##### DATA SECTION #####

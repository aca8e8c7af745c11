use crate::ast::{Ty, TypedExpr};
use crate::error::Error;
use crate::holder::ParameterHolder;
use crate::Result;
use itertools::Itertools;
use std::any::Any;
use std::fmt::{Debug, Display, Formatter};
use std::sync::Arc;

pub type NativeFn = dyn Fn(&[Value]) -> Result<Value> + Send + Sync;

/// Invocable host value: either produced by evaluating a lambda or supplied by the host.
#[derive(Clone)]
pub struct ValueFunction {
    arity: usize,
    func: Arc<NativeFn>,
}

impl ValueFunction {
    pub fn new(arity: usize, func: impl Fn(&[Value]) -> Result<Value> + Send + Sync + 'static) -> Self {
        Self {
            arity,
            func: Arc::new(func),
        }
    }
    pub fn arity(&self) -> usize {
        self.arity
    }
    pub fn call(&self, args: &[Value]) -> Result<Value> {
        if args.len() != self.arity {
            return Err(Error::ArgumentCount {
                expected: self.arity,
                found: args.len(),
                expr: format!("{:?}", self),
            });
        }
        (self.func)(args)
    }
    pub fn ptr_eq(&self, other: &Self) -> bool {
        Arc::ptr_eq(&self.func, &other.func)
    }
}

impl Debug for ValueFunction {
    fn fmt(&self, f: &mut Formatter<'_>) -> std::fmt::Result {
        write!(f, "<fn/{}>", self.arity)
    }
}

/// Opaque host object, compared by reference.
#[derive(Clone)]
pub struct ObjectRef {
    type_name: Arc<str>,
    inner: Arc<dyn Any + Send + Sync>,
}

impl ObjectRef {
    pub fn new<T: Any + Send + Sync>(type_name: impl Into<Arc<str>>, value: T) -> Self {
        Self {
            type_name: type_name.into(),
            inner: Arc::new(value),
        }
    }
    pub fn type_name(&self) -> &str {
        &self.type_name
    }
    pub fn downcast_ref<T: Any>(&self) -> Option<&T> {
        self.inner.downcast_ref::<T>()
    }
    pub fn ptr_eq(&self, other: &Self) -> bool {
        std::ptr::addr_eq(Arc::as_ptr(&self.inner), Arc::as_ptr(&other.inner))
    }
}

impl Debug for ObjectRef {
    fn fmt(&self, f: &mut Formatter<'_>) -> std::fmt::Result {
        write!(f, "<{}>", self.type_name)
    }
}

#[derive(Clone)]
pub enum Value {
    Null,
    Unit,
    Bool(bool),
    Int(i64),
    Float(f64),
    String(Arc<str>),
    Array(Arc<[Value]>),
    Object(ObjectRef),
    Function(ValueFunction),
    Expr(TypedExpr),
    Holder(Arc<ParameterHolder>),
}

impl Value {
    pub fn string(value: impl Into<Arc<str>>) -> Self {
        Value::String(value.into())
    }
    pub fn array(values: Vec<Value>) -> Self {
        Value::Array(values.into())
    }
    pub fn object<T: Any + Send + Sync>(type_name: impl Into<Arc<str>>, value: T) -> Self {
        Value::Object(ObjectRef::new(type_name, value))
    }
    pub fn function(
        arity: usize,
        func: impl Fn(&[Value]) -> Result<Value> + Send + Sync + 'static,
    ) -> Self {
        Value::Function(ValueFunction::new(arity, func))
    }

    pub fn is_null(&self) -> bool {
        matches!(self, Value::Null)
    }
    pub fn as_bool(&self) -> Option<bool> {
        match self {
            Value::Bool(b) => Some(*b),
            _ => None,
        }
    }
    pub fn as_int(&self) -> Option<i64> {
        match self {
            Value::Int(i) => Some(*i),
            _ => None,
        }
    }
    pub fn as_float(&self) -> Option<f64> {
        match self {
            Value::Float(v) => Some(*v),
            _ => None,
        }
    }
    pub fn as_object(&self) -> Option<&ObjectRef> {
        match self {
            Value::Object(obj) => Some(obj),
            _ => None,
        }
    }
    pub fn as_expr(&self) -> Option<&TypedExpr> {
        match self {
            Value::Expr(expr) => Some(expr),
            _ => None,
        }
    }

    pub fn type_name(&self) -> String {
        match self {
            Value::Null => "null".to_string(),
            Value::Unit => "unit".to_string(),
            Value::Bool(_) => "bool".to_string(),
            Value::Int(_) => "int".to_string(),
            Value::Float(_) => "float".to_string(),
            Value::String(_) => "string".to_string(),
            Value::Array(_) => "array".to_string(),
            Value::Object(obj) => obj.type_name().to_string(),
            Value::Function(func) => format!("fn/{}", func.arity()),
            Value::Expr(expr) => Ty::Expr(expr.signature()).to_string(),
            Value::Holder(_) => "holder".to_string(),
        }
    }

    /// Value-level conversion used by convert nodes without a user operator.
    pub fn convert_to(&self, ty: &Ty) -> Result<Value> {
        match (self, ty) {
            (_, Ty::Any) => Ok(self.clone()),
            (Value::Null, Ty::Nullable(_)) => Ok(Value::Null),
            (_, Ty::Nullable(inner)) => self.convert_to(inner),
            (Value::Null, Ty::Int | Ty::Float | Ty::Bool | Ty::Unit) => Err(Error::target(format!(
                "null cannot be converted to {}",
                ty
            ))),
            (Value::Null, _) => Ok(Value::Null),
            (Value::Int(v), Ty::Float) => Ok(Value::Float(*v as f64)),
            (Value::Float(v), Ty::Int) => Ok(Value::Int(*v as i64)),
            (Value::Int(_), Ty::Int)
            | (Value::Float(_), Ty::Float)
            | (Value::Bool(_), Ty::Bool)
            | (Value::Unit, Ty::Unit)
            | (Value::String(_), Ty::String)
            | (Value::Array(_), Ty::Array(_))
            | (Value::Object(_), Ty::Object(_))
            | (Value::Function(_), Ty::Function(_))
            | (Value::Expr(_), Ty::Expr(_))
            | (Value::Holder(_), Ty::Holder) => Ok(self.clone()),
            _ => Err(Error::target(format!(
                "invalid cast from {} to {}",
                self.type_name(),
                ty
            ))),
        }
    }
}

impl PartialEq for Value {
    fn eq(&self, other: &Self) -> bool {
        match (self, other) {
            (Value::Null, Value::Null) | (Value::Unit, Value::Unit) => true,
            (Value::Bool(a), Value::Bool(b)) => a == b,
            (Value::Int(a), Value::Int(b)) => a == b,
            (Value::Float(a), Value::Float(b)) => a == b,
            (Value::String(a), Value::String(b)) => a == b,
            (Value::Array(a), Value::Array(b)) => a == b,
            (Value::Object(a), Value::Object(b)) => a.ptr_eq(b),
            (Value::Function(a), Value::Function(b)) => a.ptr_eq(b),
            (Value::Expr(a), Value::Expr(b)) => a == b,
            (Value::Holder(a), Value::Holder(b)) => Arc::ptr_eq(a, b),
            _ => false,
        }
    }
}

impl From<bool> for Value {
    fn from(value: bool) -> Self {
        Value::Bool(value)
    }
}
impl From<i64> for Value {
    fn from(value: i64) -> Self {
        Value::Int(value)
    }
}
impl From<f64> for Value {
    fn from(value: f64) -> Self {
        Value::Float(value)
    }
}
impl From<&str> for Value {
    fn from(value: &str) -> Self {
        Value::String(value.into())
    }
}
impl From<TypedExpr> for Value {
    fn from(value: TypedExpr) -> Self {
        Value::Expr(value)
    }
}

impl Display for Value {
    fn fmt(&self, f: &mut Formatter<'_>) -> std::fmt::Result {
        match self {
            Value::Null => f.write_str("null"),
            Value::Unit => f.write_str("()"),
            Value::Bool(v) => write!(f, "{}", v),
            Value::Int(v) => write!(f, "{}", v),
            Value::Float(v) => write!(f, "{:?}", v),
            Value::String(v) => write!(f, "{:?}", v),
            Value::Array(values) => write!(f, "[{}]", values.iter().join(", ")),
            Value::Object(obj) => write!(f, "{:?}", obj),
            Value::Function(func) => write!(f, "{:?}", func),
            Value::Expr(expr) => write!(f, "{}", expr),
            Value::Holder(_) => f.write_str("<holder>"),
        }
    }
}

impl Debug for Value {
    fn fmt(&self, f: &mut Formatter<'_>) -> std::fmt::Result {
        Display::fmt(self, f)
    }
}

#####

◆ **ASSIGNMENT**
Based on the listing, determine the number of lines that include the string "Send", and give that number without further text.

◆ **OUTPUT FOR THIS EXERCISE**
6